Well we are two days into the New Year and I found myself pondering New Year’s Resolutions. Every year we are compelled by the masses to create promises about how we will make changes and improve our lives in the New Year. Then, the days tick by, as we desperately try to hold onto our grip of those little or big resolutions….each passing day feeling like we might fail, or maybe we already have. Disappointment sets in…and then possibly binge eating or other unhealthy ways of dealing with the negative feelings of not keeping our resolutions. Does this pattern make you sometimes feel like giving up on New Year’s Resolutions all together? Or maybe you are one of the few that has found a way to do resolutions that don’t leave you feeling like you have no motivation or self-control! If that’s you then I celebrate with you!
For the rest of us still trying to figure out how to be successful with our New Year’s Resolutions:
Let me start by saying that humans have a long history, at least 4,000 years of making New Year’s Resolutions. And the history of this tradition is also fraught with negative feelings. From making promises to the gods to pay off debts and consequently falling out of favour with the gods if this promise wasn’t kept; to thinking about one’s past mistakes and making promises to do better, this tradition, with it’s focus on self-improvement, maybe needs a overhaul? The mindset that the passing year wasn’t good enough and the next year must be better forces us onto a hamster wheel that keeps going around and around. Every year will be a failure if the next year always has to be better. Maybe we just need a perspective shift and the freedom to shift from tradition to recreating New Year’s Resolutions.
Here are some alternatives and ideas for how to create New Year’s Resolutions that don’t leave you feeling crappy by February:
- Choose a goal, then make your resolution to begin to take steps towards that goal: for example, if your goal is eating healthier, then choose to eliminate one unhealthy food item from your diet, or commit to eating more veggies. Just pick one small step at a time!
- Change the focus: New Year’s Resolutions are generally self-focused…how can you shift the focus to someone else? Is there something you can do for someone else this year?
- Don’t focus on flaws or past mistakes: Resolve to to celebrate some aspect of who you are and what makes you uniquely you rather then focusing on what’s wrong with yourself or your habits!
- Focus on what you want to move towards, not what you want to move away from!
- Practice Gratitude while driving to work, to pick up your kids, or to order take out. Gratitude helps us remember the things that are good that often get overlooked!
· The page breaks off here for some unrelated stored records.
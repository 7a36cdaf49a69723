//! HTTP 接口
//!
//! 所有业务接口挂在 `/api/v1` 之下，另外提供 `/metrics` 和健康检查接口。

pub mod cluster;
pub mod response;
pub mod sync;

use axum::extract::FromRef;
use axum::routing::{delete, get, post};
use axum::Router;
use fedhub_controller::{
    ClusterApi, ClusterCatalog, ClusterConnector, ClusterDeregistrar, ClusterRegistrar,
    CredentialResolver, DiffReporter, FederationDirectory, PollConfig, ResourceSynchronizer,
};
use std::sync::Arc;

use crate::health_check;
use crate::metrics::{metrics_handler, ApiMetrics};

/// 处理函数共享的状态
#[derive(Clone)]
pub struct AppState {
    /// 集群注册
    pub registrar: Arc<ClusterRegistrar>,
    /// 集群注销
    pub deregistrar: Arc<ClusterDeregistrar>,
    /// 集群列表
    pub catalog: Arc<ClusterCatalog>,
    /// 资源同步
    pub synchronizer: Arc<ResourceSynchronizer>,
    /// 资源差异
    pub diff: Arc<DiffReporter>,
    /// 接口指标
    pub metrics: ApiMetrics,
}

impl FromRef<AppState> for ApiMetrics {
    fn from_ref(state: &AppState) -> Self {
        state.metrics.clone()
    }
}

impl AppState {
    /// 用外部依赖组装各个服务
    pub fn new(
        directory: Arc<dyn FederationDirectory>,
        credentials: Arc<dyn CredentialResolver>,
        connector: Arc<dyn ClusterConnector>,
        control_plane: Arc<dyn ClusterApi>,
        poll: PollConfig,
        metrics: ApiMetrics,
    ) -> Self {
        Self {
            registrar: Arc::new(ClusterRegistrar::new(
                directory.clone(),
                credentials.clone(),
                control_plane.clone(),
                poll,
            )),
            deregistrar: Arc::new(ClusterDeregistrar::new(
                directory.clone(),
                control_plane.clone(),
                poll,
            )),
            catalog: Arc::new(ClusterCatalog::new(directory, control_plane.clone())),
            synchronizer: Arc::new(ResourceSynchronizer::new(
                credentials.clone(),
                connector.clone(),
                control_plane.clone(),
            )),
            diff: Arc::new(DiffReporter::new(credentials, connector, control_plane)),
            metrics,
        }
    }
}

/// 构建完整路由
pub fn router(state: AppState) -> Router {
    let api = Router::new()
        .route(
            "/cluster",
            get(cluster::list_clusters).post(cluster::register_clusters),
        )
        .route("/cluster/:cluster_id", delete(cluster::unregister_cluster))
        .route(
            "/registrable-clusters",
            get(cluster::list_registrable_clusters),
        )
        .route("/sync/resource/:cluster_id", get(sync::diff_resources))
        .route("/sync/:cluster_id", post(sync::sync_resources));

    Router::new()
        .nest("/api/v1", api)
        .route("/metrics", get(metrics_handler))
        .merge(health_check::routes())
        .with_state(state)
}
- Challenge yourself, dig deep for changes to occur, but don’t get frustrated with yourself when it takes longer then you expected or wanted. Be committed to the process, but let the process unfold, don’t quite and don’t rush it. Be patient with yourself…after all you have the whole year.
- Spend time remembering your special moments and achievements from the year that is passing!
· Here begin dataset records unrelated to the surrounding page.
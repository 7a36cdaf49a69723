//! 集群注销

use fedhub_common::{find_federated_cluster, Error, Result};
use std::sync::Arc;
use tracing::{error, info, warn};

use crate::cluster_api::{ApiError, ClusterApi};
use crate::directory::FederationDirectory;
use crate::utils::{poll_until, PollConfig, PollOutcome};

/// 删除控制平面集群对象并等待其消失
///
/// 对象不存在时返回 `ClusterNotFoundInKarmada`；删除失败、确认过程出错或超时均返回 `FailedRequest`。
pub async fn delete_and_confirm(
    control_plane: &dyn ClusterApi,
    name: &str,
    poll: PollConfig,
) -> Result<()> {
    if let Err(e) = control_plane.delete_cluster(name).await {
        error!("删除集群对象 {} 失败: {}", name, e);
        return Err(if e.is_not_found() {
            Error::ClusterNotFoundInKarmada
        } else {
            Error::FailedRequest
        });
    }

    let outcome = poll_until(poll, move || async move {
        match control_plane.get_cluster(name).await {
            Err(ApiError::NotFound(_)) => Ok(true),
            Err(e) => Err(e),
            Ok(_) => {
                info!("等待集群对象 {} 删除", name);
                Ok(false)
            }
        }
    })
    .await;

    match outcome {
        PollOutcome::Done => {
            info!("集群对象 {} 已删除", name);
            Ok(())
        }
        PollOutcome::Failed(e) => {
            error!("确认集群对象 {} 删除时出错: {}", name, e);
            Err(Error::FailedRequest)
        }
        PollOutcome::TimedOut => {
            warn!("等待集群对象 {} 删除超时", name);
            Err(Error::FailedRequest)
        }
    }
}

/// 集群注销器
pub struct ClusterDeregistrar {
    directory: Arc<dyn FederationDirectory>,
    control_plane: Arc<dyn ClusterApi>,
    poll: PollConfig,
}

impl ClusterDeregistrar {
    /// 创建注销器
    pub fn new(
        directory: Arc<dyn FederationDirectory>,
        control_plane: Arc<dyn ClusterApi>,
        poll: PollConfig,
    ) -> Self {
        Self {
            directory,
            control_plane,
            poll,
        }
    }

    /// 将集群移出联邦
    ///
    /// 只有确认控制平面集群对象已删除后才解除目录中的关联。
    pub async fn unregister(&self, cluster_id: &str) -> Result<()> {
        let clusters = self.directory.list_managed_clusters().await?;
        let cluster = find_federated_cluster(&clusters, cluster_id).ok_or(Error::ClusterNotFound)?;

        info!(cluster_id = %cluster_id, "开始注销集群 {}", cluster.federated_cluster_name);
        delete_and_confirm(
            self.control_plane.as_ref(),
            &cluster.federated_cluster_name,
            self.poll,
        )
        .await?;

        // 控制平面对象已删除，此处失败会留下过期的目录记录
        self.directory
            .unregister_federated_cluster(cluster_id)
            .await
            .map_err(|e| {
                error!(cluster_id = %cluster_id, "解除目录关联失败: {}", e);
                e
            })?;

        info!(cluster_id = %cluster_id, "集群注销完成");
        Ok(())
    }
}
- Challenge yourself to do something that goes completely against your nature and personality and have fun with it, whether it’s jumping out of a plane (skydiving), creating a piece of art, building a coffee table, reading a book, or whatever it is that you don’t do often cause it wouldn’t quite be you…give it a try….even if the painting turns out awful….enjoy the process!
This year I only made one New Year’s Resolution. To start my own Christmas Traditions. I have my goal, but how it turns out is part of the process and adventure. Happy New Year: I hope it’s filled with a new, inspiring alternative to unattainable resolutions!